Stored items
use httpmock::Method::GET;
use httpmock::MockServer;
use scrapechain::{Client, CookieJar};
use std::collections::HashMap;

fn can_bind_localhost() -> bool {
    std::net::TcpListener::bind("127.0.0.1:0").is_ok()
}

#[test]
fn test_session_cookies_sent() {
    if !can_bind_localhost() {
        return;
    }

    let server = MockServer::start();
    let mock = server.mock(|when, then| {
        when.method(GET).path("/account").header(
            "cookie",
            "last_post_id=918829937; login_date=20230810_135603; username=bob",
        );
        then.status(200).body("welcome");
    });

    let client = Client::new().expect("client should build");
    let auth = client
        .auth(&server.url("/account"), "GET", None)
        .expect("auth stage");
    auth.cookie("username=bob; login_date=20230810_135603")
        .expect("string cookies");
    let request = auth
        .cookie(HashMap::from([(
            "last_post_id".to_string(),
            "918829937".to_string(),
        )]))
        .expect("map cookies");

    let response = request.dispatch().expect("request should succeed");
    assert_eq!(response.text(), "welcome");
    mock.assert();
}

#[test]
fn test_set_cookie_shared_across_builders() {
    if !can_bind_localhost() {
        return;
    }

    let server = MockServer::start();
    let login = server.mock(|when, then| {
        when.method(GET).path("/login");
        then.status(200)
            .header("set-cookie", "session=xyz; Path=/; HttpOnly")
            .body("logged in");
    });
    let profile = server.mock(|when, then| {
        when.method(GET)
            .path("/profile")
            .header("cookie", "session=xyz");
        then.status(200).body("profile");
    });

    let client = Client::new().expect("client should build");
    let response = client
        .no_auth(&server.url("/login"), "GET")
        .expect("builder")
        .dispatch()
        .expect("login");
    login.assert();

    let mut expected = CookieJar::new();
    expected.set("session", "xyz");
    assert_eq!(client.session().cookies(), expected);
    assert_eq!(
        response.headers().get("set-cookie").map(|v| v.to_str().unwrap_or_default()),
        Some("session=xyz; Path=/; HttpOnly")
    );

    client
        .no_auth(&server.url("/profile"), "GET")
        .expect("builder")
        .dispatch()
        .expect("profile");
    profile.assert();
}

#[test]
fn test_response_headers_as_cookie_source() {
    if !can_bind_localhost() {
        return;
    }

    let server = MockServer::start();
    server.mock(|when, then| {
        when.method(GET).path("/token");
        then.status(200).header("set-cookie", "token=t0k3n").body("");
    });

    let issuer = Client::new().expect("client should build");
    let response = issuer
        .no_auth(&server.url("/token"), "GET")
        .expect("builder")
        .dispatch()
        .expect("token");

    let other = Client::new().expect("client should build");
    other
        .auth(&server.url("/"), "GET", None)
        .expect("auth stage")
        .cookie(response.headers())
        .expect("header cookies");
    assert_eq!(other.session().cookies().get("token"), Some("t0k3n"));
}

#[test]
fn test_cookie_set_on_redirect_is_kept() {
    if !can_bind_localhost() {
        return;
    }

    let server = MockServer::start();
    let login = server.mock(|when, then| {
        when.method(GET).path("/login");
        then.status(302)
            .header("set-cookie", "session=xyz; Path=/")
            .header("location", "/home");
    });
    let home = server.mock(|when, then| {
        when.method(GET).path("/home").header("cookie", "session=xyz");
        then.status(200).body("home");
    });

    let client = Client::new().expect("client should build");
    let response = client
        .no_auth(&server.url("/login"), "GET")
        .expect("builder")
        .dispatch()
        .expect("login");

    login.assert();
    home.assert();
    assert_eq!(response.status().as_u16(), 200);
    assert_eq!(response.url().path(), "/home");
    assert_eq!(client.session().cookies().get("session"), Some("xyz"));
}

#[test]
fn test_learned_cookies_stay_on_their_host() {
    if !can_bind_localhost() {
        return;
    }

    let issuer = MockServer::start();
    issuer.mock(|when, then| {
        when.method(GET).path("/");
        then.status(200).header("set-cookie", "secret=a-only").body("a");
    });
    let other = MockServer::start();
    let leaked = other.mock(|when, then| {
        when.method(GET).path("/").header_exists("cookie");
        then.status(200).body("leaked");
    });
    let clean = other.mock(|when, then| {
        when.method(GET).path("/").header_missing("cookie");
        then.status(200).body("clean");
    });

    let client = Client::new().expect("client should build");
    client
        .no_auth(&issuer.url("/"), "GET")
        .expect("builder")
        .dispatch()
        .expect("issuer");

    let other_url = format!("http://localhost:{}/", other.port());
    let response = client
        .no_auth(&other_url, "GET")
        .expect("builder")
        .dispatch()
        .expect("other host");

    assert_eq!(response.text(), "clean");
    clean.assert();
    leaked.assert_hits(0);
    assert_eq!(client.session().cookies().get("secret"), Some("a-only"));
    assert!(client.session().cookies_for(response.url()).is_empty());
}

- **Work required**: Repeat the entries above exactly, beginning at their first line and ending with the line that contains "let mock = server.mock(|when, then|", with nothing added.

- **Answer below**:
use httpmock::Method::GET;
use httpmock::MockServer;
use scrapechain::{Client, CookieJar};
use std::collections::HashMap;

fn can_bind_localhost() -> bool {
    std::net::TcpListener::bind("127.0.0.1:0").is_ok()
}

#[test]
fn test_session_cookies_sent() {
    if !can_bind_localhost() {
        return;
    }

    let server = MockServer::start();
    let mock = server.mock(|when, then| {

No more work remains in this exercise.